ASSIGNED TASK
The reply must return each line of the data exactly.

Entries taken from a collection
======

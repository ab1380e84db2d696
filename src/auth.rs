//! Credential material and report addressing shared across the handshake.

// self
use crate::_prelude::*;

/// Redacted secret wrapper keeping sensitive material out of logs.
#[derive(Clone, PartialEq, Eq, Serialize, Deserialize)]
pub struct TokenSecret(String);
impl TokenSecret {
	/// Wraps a new secret string.
	pub fn new(value: impl Into<String>) -> Self {
		Self(value.into())
	}

	/// Returns the inner secret value. Callers must avoid logging this string.
	pub fn expose(&self) -> &str {
		&self.0
	}
}
impl AsRef<str> for TokenSecret {
	fn as_ref(&self) -> &str {
		self.expose()
	}
}
impl Debug for TokenSecret {
	fn fmt(&self, f: &mut Formatter) -> FmtResult {
		f.debug_tuple("TokenSecret").field(&"<redacted>").finish()
	}
}
impl Display for TokenSecret {
	fn fmt(&self, f: &mut Formatter) -> FmtResult {
		f.write_str("<redacted>")
	}
}

/// Opaque bearer credential proving the application's identity to the reporting API.
///
/// Re-acquired on every render; expiry is never tracked locally.
#[derive(Clone, Debug)]
pub struct AccessToken(TokenSecret);
impl AccessToken {
	/// Wraps a freshly issued access token.
	pub fn new(value: impl Into<String>) -> Self {
		Self(TokenSecret::new(value))
	}

	/// Returns the inner token value for `Authorization` headers and the view layer.
	pub fn expose(&self) -> &str {
		self.0.expose()
	}
}

/// Short-lived bearer credential granting a client permission to render one specific
/// report at `view` access level.
#[derive(Clone, Debug)]
pub struct EmbedToken(TokenSecret);
impl EmbedToken {
	/// Wraps a freshly issued embed token.
	pub fn new(value: impl Into<String>) -> Self {
		Self(TokenSecret::new(value))
	}

	/// Returns the inner token value for the view layer.
	pub fn expose(&self) -> &str {
		self.0.expose()
	}
}

/// Immutable client identity used for every client-credential grant.
#[derive(Clone, Debug)]
pub struct ClientCredential {
	/// OAuth 2.0 client identifier registered with the identity provider.
	pub client_id: String,
	/// Confidential client secret.
	pub client_secret: TokenSecret,
	/// Directory tenant the application authenticates against.
	pub tenant_id: String,
}
impl ClientCredential {
	/// Assembles a credential from its raw parts.
	pub fn new(
		client_id: impl Into<String>,
		client_secret: impl Into<String>,
		tenant_id: impl Into<String>,
	) -> Self {
		Self {
			client_id: client_id.into(),
			client_secret: TokenSecret::new(client_secret),
			tenant_id: tenant_id.into(),
		}
	}
}

/// Immutable workspace/report pair addressing one report in the reporting service.
#[derive(Clone, Debug, PartialEq, Eq)]
pub struct ReportReference {
	/// Workspace (group) containing the report.
	pub workspace_id: String,
	/// Report to embed.
	pub report_id: String,
}
impl ReportReference {
	/// Assembles a reference from its raw parts.
	pub fn new(workspace_id: impl Into<String>, report_id: impl Into<String>) -> Self {
		Self { workspace_id: workspace_id.into(), report_id: report_id.into() }
	}
}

======

EXERCISE ANSWER
repository ab1380e84db2d696
filename src/auth.rs
//! Credential material and report addressing shared across the handshake.

// self
use crate::_prelude::*;

/// Redacted secret wrapper keeping sensitive material out of logs.
#[derive(Clone, PartialEq, Eq, Serialize, Deserialize)]
pub struct TokenSecret(String);
impl TokenSecret {
	/// Wraps a new secret string.
	pub fn new(value: impl Into<String>) -> Self {
		Self(value.into())
	}

	/// Returns the inner secret value. Callers must avoid logging this string.
	pub fn expose(&self) -> &str {
		&self.0
	}
}
impl AsRef<str> for TokenSecret {
	fn as_ref(&self) -> &str {
		self.expose()
	}
}
impl Debug for TokenSecret {
	fn fmt(&self, f: &mut Formatter) -> FmtResult {
		f.debug_tuple("TokenSecret").field(&"<redacted>").finish()
	}
}
impl Display for TokenSecret {
	fn fmt(&self, f: &mut Formatter) -> FmtResult {
		f.write_str("<redacted>")
	}
}

/// Opaque bearer credential proving the application's identity to the reporting API.
///
/// Re-acquired on every render; expiry is never tracked locally.
#[derive(Clone, Debug)]
pub struct AccessToken(TokenSecret);
impl AccessToken {
	/// Wraps a freshly issued access token.
	pub fn new(value: impl Into<String>) -> Self {
		Self(TokenSecret::new(value))
	}

	/// Returns the inner token value for `Authorization` headers and the view layer.
	pub fn expose(&self) -> &str {
		self.0.expose()
	}
}

/// Short-lived bearer credential granting a client permission to render one specific
/// report at `view` access level.
#[derive(Clone, Debug)]
pub struct EmbedToken(TokenSecret);
impl EmbedToken {
	/// Wraps a freshly issued embed token.
	pub fn new(value: impl Into<String>) -> Self {
		Self(TokenSecret::new(value))
	}

	/// Returns the inner token value for the view layer.
	pub fn expose(&self) -> &str {
		self.0.expose()
	}
}

/// Immutable client identity used for every client-credential grant.
#[derive(Clone, Debug)]
pub struct ClientCredential {
	/// OAuth 2.0 client identifier registered with the identity provider.
	pub client_id: String,
	/// Confidential client secret.
	pub client_secret: TokenSecret,
	/// Directory tenant the application authenticates against.
	pub tenant_id: String,
}
impl ClientCredential {
	/// Assembles a credential from its raw parts.
	pub fn new(
		client_id: impl Into<String>,
		client_secret: impl Into<String>,
		tenant_id: impl Into<String>,
	) -> Self {
		Self {
			client_id: client_id.into(),
			client_secret: TokenSecret::new(client_secret),
			tenant_id: tenant_id.into(),
		}
	}
}

/// Immutable workspace/report pair addressing one report in the reporting service.
#[derive(Clone, Debug, PartialEq, Eq)]
pub struct ReportReference {
	/// Workspace (group) containing the report.
	pub workspace_id: String,
	/// Report to embed.
	pub report_id: String,
}
impl ReportReference {
	/// Assembles a reference from its raw parts.
	pub fn new(workspace_id: impl Into<String>, report_id: impl Into<String>) -> Self {
		Self { workspace_id: workspace_id.into(), report_id: report_id.into() }
	}
}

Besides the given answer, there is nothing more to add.